Reading the description of the alignments as they apply to those with moral agency, it is clear that you do not have to be vicious to be evil nor does being good mean you can't be vicious. As written, good is synonymous with altruism, evil with selfishness, law with community and chaos with individuality. An evil character may kill with regret, a good character with satisfaction, what matters is the motive for the killing.
As especificidades
The druid is acting bang on to his personality, he has no reverence for society, either the broader state or his current companions: chaotic to the core. Although he is clearly putting self interest first here, it is clear that he does not consider depriving his companions of their "fair share" to be either evil or good: in his mind it doesn't hurt them and he can use the money for useful stuff like saving the forest. The question of goodness comes when the fighter or paladin needs the money for something - will the druid give it to him?

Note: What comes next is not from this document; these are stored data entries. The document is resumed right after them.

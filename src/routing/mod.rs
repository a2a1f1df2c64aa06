//! # Routing Module
//!
//! Route patterns, routes, the loaders that describe them and the ordered collection
//! the dispatcher matches requests against.

pub mod collection;
pub mod loaders;
pub mod pattern;
pub mod route;

pub use collection::RouteCollection;
pub use loaders::{FileLoader, RouteLoader, StaticLoader};
pub use pattern::RoutePattern;
pub use route::{Route, RouteDescriptor, RouteMatch};
//! # Dispatcher
//!
//! Entry point of the engine. `handle` finds the first matching route, rewrites the
//! request to its target, runs the merged global + route middleware chain and reports
//! one of three results to the host:
//!
//! - `Ok(Some(response))`: the request was handled
//! - `Ok(None)`: no route matched, or a middleware asked for the host to take over
//! - `Err(error)`: an error nothing in the chain recovered from

use axum::http::header::HOST;
use axum::http::Uri;
use metrics::counter;
use std::fmt;
use std::sync::Arc;
use tokio::sync::RwLock;
use tracing::{debug, instrument, warn};

use crate::core::error::{GatewayError, GatewayResult};
use crate::core::types::{GatewayResponse, IncomingRequest, RequestContext};
use crate::middleware::pipeline::{Endpoint, Middleware, MiddlewareChain, Outcome};
use crate::protocols::http::{Transport, TransportEndpoint};
use crate::routing::collection::RouteCollection;

pub struct Dispatcher {
    collection: RwLock<RouteCollection>,
    global: Vec<Arc<dyn Middleware>>,
    endpoint: Arc<dyn Endpoint>,
}

impl Dispatcher {
    /// Dispatcher forwarding matched requests through `transport`
    pub fn new(collection: RouteCollection, transport: Arc<dyn Transport>) -> Self {
        Self::with_endpoint(collection, Arc::new(TransportEndpoint::new(transport)))
    }

    /// Dispatcher terminating every chain in a custom endpoint
    pub fn with_endpoint(collection: RouteCollection, endpoint: Arc<dyn Endpoint>) -> Self {
        Self {
            collection: RwLock::new(collection),
            global: Vec::new(),
            endpoint,
        }
    }

    /// Middleware applied to every route
    pub fn with_global_middlewares(mut self, middlewares: Vec<Arc<dyn Middleware>>) -> Self {
        self.global = middlewares;
        self
    }

    pub fn global_middlewares(&self) -> &[Arc<dyn Middleware>] {
        &self.global
    }

    /// Number of currently loaded routes
    pub async fn route_count(&self) -> usize {
        self.collection.read().await.len()
    }

    /// Reload routes from every loader
    pub async fn reload(&self) -> GatewayResult<usize> {
        self.collection.write().await.load().await
    }

    /// Drop cached loader output and the loaded routes
    pub async fn clear_cache(&self) -> GatewayResult<()> {
        self.collection.write().await.clear_cache().await
    }

    /// Handle one request
    #[instrument(
        skip(self, request),
        fields(request_id = %request.id, method = %request.method, path = %request.uri.path())
    )]
    pub async fn handle(&self, mut request: IncomingRequest) -> GatewayResult<Option<GatewayResponse>> {
        let matched = self
            .collection
            .read()
            .await
            .find(&request.method, request.path(), request.query());

        let Some(matched) = matched else {
            debug!("No route matched");
            counter!("dispatcher_requests_total", "outcome" => "unmatched").increment(1);
            return Ok(None);
        };

        let context = RequestContext {
            request_id: request.id.clone(),
            incoming_url: request.full_url(),
            client_ip: request.client_ip(),
            route_pattern: matched.route.pattern().as_str().to_string(),
            captures: matched.captures,
            target_url: matched.target_url,
            service: matched.route.service().to_string(),
        };

        request.uri = context.target_url.parse::<Uri>().map_err(|e| {
            GatewayError::invalid_request(format!("Invalid target URL '{}': {}", context.target_url, e))
        })?;
        request.headers.remove(HOST);

        let chain = MiddlewareChain::assemble(&self.global, matched.route.middlewares());
        debug!(
            route = %context.route_pattern,
            target = %context.target_url,
            middlewares = ?chain.names(),
            "Dispatching request"
        );

        match chain.execute(request, &context, self.endpoint.as_ref()).await {
            Ok(Outcome::Response(response)) => {
                counter!("dispatcher_requests_total", "outcome" => "handled").increment(1);
                Ok(Some(response))
            }
            Ok(Outcome::Fallback) => {
                debug!("Middleware deferred the request to the host");
                counter!("dispatcher_requests_total", "outcome" => "fallback").increment(1);
                Ok(None)
            }
            Err(error) => {
                warn!(error = %error, target = %context.target_url, "Request failed");
                counter!("dispatcher_requests_total", "outcome" => "error").increment(1);
                Err(error)
            }
        }
    }
}

impl fmt::Debug for Dispatcher {
    fn fmt(&self, f: &mut fmt::Formatter<'_>) -> fmt::Result {
        f.debug_struct("Dispatcher")
            .field("global", &self.global.iter().map(|m| m.name()).collect::<Vec<_>>())
            .finish_non_exhaustive()
    }
}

You give no information about the the paladin except his alignment. He is clearly não acting to his alignment; he is not showing loyalty to the fighter (chaotic) and is acting in the paladin's own self interest (evil). Oh well, the paladin set high ideals for himself and failed to live up to them, don't we all? Maybe he will feel guilty about his small acts of Chaotic Evil, maybe he won't. Of course, maybe he doesn't like the fighter, maybe he feels he has earned the extra money, maybe he feels the fighter would just blow it on drink while he can use it to help the poor (that is, the poor who are not innkeepers).
Unless he is breaking his oath (which he isn't because he hasn't taken it yet) there are não in game consequences. You have some interesting opportunities, however, when he does reach 3rd level: perhaps he não pode take his oath. Some quests to find out why and to make amends might be in order, hmmm?
Resumo
To my mind, alignment for PCs is a role-playing guide like traits and flaws. I consider them as aspirations of who the character would like to be and I don't see it as the DMs role to castigate them when they turn out to be someone else so long as everyone is having fun.
If you really wan't to meddle in this then some positive reinforcement through inspiration when the character plays to their alignment at a cost é o caminho a seguir.